Task objective —
All lines holding the string "limit" should be copied from the data below.
::::::::::
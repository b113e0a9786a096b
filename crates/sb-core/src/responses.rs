//! Response payloads returned by the HTTP API.

use chrono::{DateTime, Utc};
use schemars::JsonSchema;
use serde::{Deserialize, Serialize};

use crate::entities::{Certificate, Personnel, Site};

/// Summary of the manager linked to a site.
#[derive(Debug, Clone, Serialize, Deserialize, JsonSchema, PartialEq, Eq)]
pub struct ManagerRef {
    pub id: String,
    pub name: String,
    pub phone: Option<String>,
}

impl From<&Personnel> for ManagerRef {
    fn from(p: &Personnel) -> Self {
        Self {
            id: p.id.clone(),
            name: p.name.clone(),
            phone: p.phone.clone(),
        }
    }
}

/// Summary of the certificate linked to a site.
#[derive(Debug, Clone, Serialize, Deserialize, JsonSchema, PartialEq, Eq)]
pub struct CertificateRef {
    pub id: String,
    pub name: String,
    pub owner: String,
    pub phone: Option<String>,
}

impl From<&Certificate> for CertificateRef {
    fn from(c: &Certificate) -> Self {
        Self {
            id: c.id.clone(),
            name: c.name.clone(),
            owner: c.owner_name.clone(),
            phone: c.owner_phone.clone(),
        }
    }
}

/// A site with its linked manager and certificate resolved.
///
/// Dangling references (IDs pointing at missing rows) resolve to `None`.
#[derive(Debug, Clone, Serialize, Deserialize, JsonSchema, PartialEq)]
pub struct SiteDetail {
    #[serde(flatten)]
    pub site: Site,
    pub manager: Option<ManagerRef>,
    pub certificate: Option<CertificateRef>,
}

impl SiteDetail {
    #[must_use]
    pub fn new(site: Site, manager: Option<&Personnel>, certificate: Option<&Certificate>) -> Self {
        Self {
            site,
            manager: manager.map(ManagerRef::from),
            certificate: certificate.map(CertificateRef::from),
        }
    }
}

/// Body returned by mutating site endpoints.
#[derive(Debug, Clone, Serialize, Deserialize, JsonSchema, PartialEq, Eq)]
pub struct MutationAck {
    pub id: String,
    /// The site's version after the mutation.
    #[serde(default, skip_serializing_if = "Option::is_none")]
    pub version: Option<i64>,
    #[serde(default, skip_serializing_if = "Vec::is_empty")]
    pub updated_fields: Vec<String>,
}

/// Body returned by a successful assignment.
#[derive(Debug, Clone, Serialize, Deserialize, JsonSchema, PartialEq, Eq)]
pub struct AssignmentAck {
    pub site_id: String,
    pub manager_id: String,
    pub certificate_id: String,
    pub version: i64,
}

/// `error` member of a failed response.
#[derive(Debug, Clone, Serialize, Deserialize, JsonSchema, PartialEq, Eq)]
pub struct ApiErrorBody {
    /// Stable machine-readable code such as `SITE_NOT_FOUND` or `CONFLICT`.
    pub code: String,
    pub message: String,
}

/// Every `/api` response body: `{success, data, ...}` or `{success, error}`.
#[derive(Debug, Clone, Serialize, Deserialize)]
pub struct ApiEnvelope<T> {
    pub success: bool,
    #[serde(default, skip_serializing_if = "Option::is_none")]
    pub data: Option<T>,
    #[serde(default, skip_serializing_if = "Option::is_none")]
    pub count: Option<usize>,
    #[serde(default, skip_serializing_if = "Option::is_none")]
    pub total: Option<u64>,
    #[serde(default, skip_serializing_if = "Option::is_none")]
    pub limit: Option<u32>,
    #[serde(default, skip_serializing_if = "Option::is_none")]
    pub offset: Option<u32>,
    #[serde(default, skip_serializing_if = "Option::is_none")]
    pub query: Option<String>,
    #[serde(default, skip_serializing_if = "Option::is_none")]
    pub message: Option<String>,
    #[serde(default, skip_serializing_if = "Option::is_none")]
    pub error: Option<ApiErrorBody>,
    #[serde(default, skip_serializing_if = "Option::is_none")]
    pub timestamp: Option<DateTime<Utc>>,
}

impl<T> ApiEnvelope<T> {
    #[must_use]
    pub fn ok(data: T) -> Self {
        Self {
            success: true,
            data: Some(data),
            count: None,
            total: None,
            limit: None,
            offset: None,
            query: None,
            message: None,
            error: None,
            timestamp: Some(Utc::now()),
        }
    }

    #[must_use]
    pub fn failure(code: impl Into<String>, message: impl Into<String>) -> Self {
        Self {
            success: false,
            data: None,
            count: None,
            total: None,
            limit: None,
            offset: None,
            query: None,
            message: None,
            error: Some(ApiErrorBody {
                code: code.into(),
                message: message.into(),
            }),
            timestamp: None,
        }
    }

    #[must_use]
    pub const fn with_page(mut self, count: usize, total: u64, limit: Option<u32>, offset: u32) -> Self {
        self.count = Some(count);
        self.total = Some(total);
        self.limit = limit;
        self.offset = Some(offset);
        self
    }

    #[must_use]
    pub const fn with_count(mut self, count: usize) -> Self {
        self.count = Some(count);
        self
    }

    #[must_use]
    pub fn with_query(mut self, query: impl Into<String>) -> Self {
        self.query = Some(query.into());
        self
    }

    #[must_use]
    pub fn with_message(mut self, message: impl Into<String>) -> Self {
        self.message = Some(message.into());
        self
    }

    /// Split into the payload or the reported error.
    ///
    /// # Errors
    ///
    /// Returns the `error` member (or a synthetic one) when `success` is false
    /// or `data` is missing.
    pub fn into_result(self) -> Result<T, ApiErrorBody> {
        match (self.success, self.data, self.error) {
            (true, Some(data), _) => Ok(data),
            (_, _, Some(error)) => Err(error),
            (true, None, None) => Err(ApiErrorBody {
                code: "EMPTY_RESPONSE".into(),
                message: "response had no data".into(),
            }),
            (false, _, None) => Err(ApiErrorBody {
                code: "UNKNOWN_ERROR".into(),
                message: "request failed without an error body".into(),
            }),
        }
    }
}
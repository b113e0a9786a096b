//! Backend selection and dispatch.
//!
//! Handlers talk to [`Backend`], which forwards each call to the local libSQL
//! store or to Supabase and folds both error types into [`StoreError`].

use std::path::Path;

use thiserror::Error;

use sb_config::{SiteboardConfig, StoreBackend};
use sb_core::entities::{
    Certificate, NewCertificate, NewPersonnel, NewSite, Personnel, Site,
};
use sb_core::errors::CoreError;
use sb_core::filters::{CertificateFilter, Page, PersonnelFilter, SiteFilter};
use sb_core::responses::SiteDetail;
use sb_core::stats::DashboardStats;
use sb_core::updates::{CertificateUpdate, PersonnelUpdate, SiteUpdate};
use sb_db::error::DatabaseError;
use sb_db::repos::seed::SeedData;
use sb_db::service::SiteService;
use sb_supabase::{SupabaseError, SupabaseStore};

#[derive(Debug, Error)]
pub enum StoreError {
    /// A domain rule rejected the call.
    #[error(transparent)]
    Core(CoreError),

    /// No usable backend was configured.
    #[error("{0}")]
    Unavailable(String),

    #[error(transparent)]
    Local(DatabaseError),

    #[error(transparent)]
    Remote(SupabaseError),
}

impl From<DatabaseError> for StoreError {
    fn from(err: DatabaseError) -> Self {
        match err {
            DatabaseError::Core(core) => Self::Core(core),
            other => Self::Local(other),
        }
    }
}

impl From<SupabaseError> for StoreError {
    fn from(err: SupabaseError) -> Self {
        match err {
            SupabaseError::Core(core) => Self::Core(core),
            SupabaseError::NotConfigured => Self::Unavailable(err.to_string()),
            other => Self::Remote(other),
        }
    }
}

pub enum Backend {
    Local(SiteService),
    Supabase(SupabaseStore),
    /// Every call fails with 503 until the configuration is fixed.
    Unavailable { reason: String },
}

macro_rules! dispatch {
    ($self:ident, $store:ident => $call:expr) => {
        match $self {
            Self::Local($store) => $call.await.map_err(StoreError::from),
            Self::Supabase($store) => $call.await.map_err(StoreError::from),
            Self::Unavailable { reason } => Err(StoreError::Unavailable(reason.clone())),
        }
    };
}

impl Backend {
    /// Open the configured backend. Failures are logged and produce
    /// [`Backend::Unavailable`] so the server still starts and reports 503.
    pub async fn connect(config: &SiteboardConfig) -> Self {
        let backend = match config.store.backend {
            StoreBackend::Local => Self::open_local(&config.store.path).await,
            StoreBackend::Memory => Self::open_local(":memory:").await,
            StoreBackend::Supabase => match SupabaseStore::new(&config.supabase) {
                Ok(store) => Self::Supabase(store),
                Err(e) => Self::Unavailable {
                    reason: e.to_string(),
                },
            },
        };

        match backend {
            Self::Local(ref service) if config.store.has_seed_file() => {
                seed_if_empty(service, Path::new(&config.store.seed_file)).await;
            }
            Self::Supabase(_) if config.store.has_seed_file() => {
                tracing::warn!("store.seed_file is ignored for the supabase backend");
            }
            Self::Unavailable { ref reason } => {
                tracing::error!(%reason, "store unavailable; API will answer 503");
            }
            _ => {}
        }
        backend
    }

    async fn open_local(path: &str) -> Self {
        match SiteService::new_local(path).await {
            Ok(service) => Self::Local(service),
            Err(e) => Self::Unavailable {
                reason: format!("cannot open local store at {path}: {e}"),
            },
        }
    }

    /// In-memory store, used by tests and the offline mock.
    ///
    /// # Errors
    ///
    /// Returns `StoreError` if the database cannot be created.
    pub async fn memory() -> Result<Self, StoreError> {
        Ok(Self::Local(SiteService::new_local(":memory:").await?))
    }

    #[must_use]
    pub const fn name(&self) -> &'static str {
        match self {
            Self::Local(_) => "local",
            Self::Supabase(_) => "supabase",
            Self::Unavailable { .. } => "unavailable",
        }
    }

    pub async fn list_sites(&self, filter: &SiteFilter) -> Result<Page<Site>, StoreError> {
        dispatch!(self, s => s.list_sites(filter))
    }

    pub async fn search_sites(&self, needle: &str) -> Result<Vec<Site>, StoreError> {
        dispatch!(self, s => s.search_sites(needle))
    }

    pub async fn get_site(&self, id: &str) -> Result<Site, StoreError> {
        dispatch!(self, s => s.get_site(id))
    }

    pub async fn site_detail(&self, id: &str) -> Result<SiteDetail, StoreError> {
        dispatch!(self, s => s.site_detail(id))
    }

    pub async fn create_site(&self, input: NewSite) -> Result<Site, StoreError> {
        dispatch!(self, s => s.create_site(input))
    }

    pub async fn update_site(
        &self,
        id: &str,
        update: &SiteUpdate,
        expected: Option<i64>,
    ) -> Result<Site, StoreError> {
        dispatch!(self, s => s.update_site(id, update, expected))
    }

    pub async fn assign_site(
        &self,
        id: &str,
        manager_id: &str,
        certificate_id: &str,
        expected: Option<i64>,
    ) -> Result<Site, StoreError> {
        dispatch!(self, s => s.assign_site(id, manager_id, certificate_id, expected))
    }

    pub async fn unassign_site(&self, id: &str, expected: Option<i64>) -> Result<Site, StoreError> {
        dispatch!(self, s => s.unassign_site(id, expected))
    }

    pub async fn list_personnel(
        &self,
        filter: &PersonnelFilter,
    ) -> Result<Vec<Personnel>, StoreError> {
        dispatch!(self, s => s.list_personnel(filter))
    }

    pub async fn get_personnel(&self, id: &str) -> Result<Personnel, StoreError> {
        dispatch!(self, s => s.get_personnel(id))
    }

    pub async fn create_personnel(&self, input: NewPersonnel) -> Result<Personnel, StoreError> {
        dispatch!(self, s => s.create_personnel(input))
    }

    pub async fn update_personnel(
        &self,
        id: &str,
        update: &PersonnelUpdate,
    ) -> Result<Personnel, StoreError> {
        dispatch!(self, s => s.update_personnel(id, update))
    }

    pub async fn list_certificates(
        &self,
        filter: &CertificateFilter,
    ) -> Result<Vec<Certificate>, StoreError> {
        dispatch!(self, s => s.list_certificates(filter))
    }

    pub async fn get_certificate(&self, id: &str) -> Result<Certificate, StoreError> {
        dispatch!(self, s => s.get_certificate(id))
    }

    pub async fn create_certificate(
        &self,
        input: NewCertificate,
    ) -> Result<Certificate, StoreError> {
        dispatch!(self, s => s.create_certificate(input))
    }

    pub async fn update_certificate(
        &self,
        id: &str,
        update: &CertificateUpdate,
    ) -> Result<Certificate, StoreError> {
        dispatch!(self, s => s.update_certificate(id, update))
    }

    pub async fn dashboard_stats(&self) -> Result<DashboardStats, StoreError> {
        dispatch!(self, s => s.dashboard_stats())
    }
}

async fn seed_if_empty(service: &SiteService, path: &Path) {
    match service.is_empty().await {
        Ok(true) => {}
        Ok(false) => {
            tracing::debug!(path = %path.display(), "store already populated; skipping seed");
            return;
        }
        Err(e) => {
            tracing::warn!(error = %e, "cannot inspect store before seeding");
            return;
        }
    }
    let report = match SeedData::from_file(path) {
        Ok(data) => service.seed(&data).await,
        Err(e) => Err(e),
    };
    match report {
        Ok(report) => tracing::info!(
            sites = report.sites,
            personnel = report.personnel,
            certificates = report.certificates,
            "seeded store from {}",
            path.display()
        ),
        Err(e) => tracing::warn!(error = %e, path = %path.display(), "seeding failed"),
    }
}

#[cfg(test)]
mod tests {
    use super::*;

    #[tokio::test]
    async fn supabase_without_credentials_is_unavailable() {
        let mut config = SiteboardConfig::default();
        config.store.backend = StoreBackend::Supabase;
        let backend = Backend::connect(&config).await;
        assert_eq!(backend.name(), "unavailable");

        let err = backend.get_site("SITE-1").await.unwrap_err();
        assert!(matches!(err, StoreError::Unavailable(_)));
    }

    #[tokio::test]
    async fn memory_backend_seeds_from_fixture() {
        let dir = tempfile::tempdir().unwrap();
        let fixture = dir.path().join("seed.json");
        let now = chrono::Utc::now();
        let site = NewSite {
            name: "Harbor".into(),
            company: "더존하우징".into(),
            address: "Busan".into(),
            ..NewSite::default()
        }
        .into_site("SITE-SEED".into(), now);
        let data = SeedData {
            sites: vec![site],
            ..SeedData::default()
        };
        std::fs::write(&fixture, serde_json::to_string(&data).unwrap()).unwrap();

        let mut config = SiteboardConfig::default();
        config.store.backend = StoreBackend::Memory;
        config.store.seed_file = fixture.display().to_string();
        let backend = Backend::connect(&config).await;

        assert_eq!(backend.name(), "local");
        assert_eq!(backend.get_site("SITE-SEED").await.unwrap().name, "Harbor");
    }

    #[test]
    fn domain_errors_are_unwrapped() {
        let err = StoreError::from(DatabaseError::Core(CoreError::NotAssigned {
            site_id: "SITE-1".into(),
        }));
        assert!(matches!(err, StoreError::Core(CoreError::NotAssigned { .. })));
        let err = StoreError::from(SupabaseError::NotConfigured);
        assert!(matches!(err, StoreError::Unavailable(_)));
    }
}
::::::::::
Task solution —
    pub limit: Option<u32>,
            limit: None,
            limit: None,
    pub const fn with_page(mut self, count: usize, total: u64, limit: Option<u32>, offset: u32) -> Self {
        self.limit = limit;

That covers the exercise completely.